Gorick Ng:

Ontario’s such a diverse province with so many people coming from all these different backgrounds with so many perspectives to share. And once you put them into a room for half an hour and get them discussing, you realize that we as students have a lot more commonalities that we really didn’t realize before.

Soyinka Reid:

Solutions that work for my school in Brampton can help and benefit my friend who goes to school in Ottawa.

Stephen Hepburn:

The schools do have a lot of leaders within them. And these leaders just need something to spark an initiative and they will take over and do great things in Ontario’s schools.

Kathleen Wynne, Minister of Education:

The students on my Minister’s Advisory Council are here to have the opportunity to share ideas about their own schools, their own student initiatives, to further appreciate the diversity in their group, to develop their own leadership skills. And to get some ideas to take back to their own schools. If we’re going to make good policy decisions at the Ministry of Education, it’s really vital that we have an idea of what students are thinking, what they are experiencing and that we hear their voice.

Olivia Di Giammarino:

It’s so important for students to voice their opinions because we suddenly become more than just a student number. And we become more than just a photo in a yearbook or a face in a hallway. We become a student with a voice and a leader. And we become the change that we want to see in our own communities.

Soyinka Reid:

We’re coming at it from our first-hand experience because it’s things that we deal with every day. And that’s going to be a different opinion than you hear from a parent council or a group of professionals who haven’t been to school in a long time.

Alison Vicrobeck:

And I think that this is the best way to understand future generations who will have the same experiences. And we want to make sure that if we didn’t like something, that they won’t have to experience the same thing.

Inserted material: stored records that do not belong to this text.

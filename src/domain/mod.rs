//! Domain model: points, springs, shapes, bodies and world configuration.

pub mod body;
pub mod config;
pub mod error;
pub mod point_mass;
pub mod shape;
pub mod spring;

pub use body::{Body, BodyDesc, BodyHandle, BodyType, BodyVariant, RigidBody, SoftBody, SoftPointParams, Transform};
pub use config::{BroadPhaseConfig, BroadPhaseKind, PhysicsConfig};
pub use error::{PhysicsError, Result};
pub use point_mass::PointMass;
pub use shape::{RigidShape, ShapeKind};
pub use spring::{Spring, SpringForce};

/// Coefficient of restitution for every contact
pub const RESTITUTION: f32 = 0.5;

Kathleen Wynne, Minister of Education:

What’s happening here is we’ve got a whole bunch of adults who have put energy and time into planning an opportunity for kids to take part, and they are. And it’s flourishing.

Soyinka Reid:

It’s empowering to know that my opinion counts.

Patrick Harrison:

Adults really have an interest in what we, as students, are saying. And we are really able to make a difference. We are able to make things change.

Gorick Ng:

If you walk down a typical high school hallway and you take a student, a lot of them would tell you that they don’t have a voice or they’re not involved in the decision-making process. But after being here on MSAC for a couple of days, you realize that students do have much more of a voice than you’d originally imagined.

Kathleen Wynne, Minister of Education:

Kids have ideas, they want to be heard. And if we provide the right environment for them, they will talk to us. And so that’s what’s being reinforced for me today.

Emmett Bisbee:

We had 600 ideas from before and now we have 9 big ones.

Soyinka Reid:

I enjoyed everything about being in the council.

Clarisse Schneider:

I really think that this is going to make a difference.

Olivia Di Giammarino:

We are all just – we all want change to come and that it’s happening.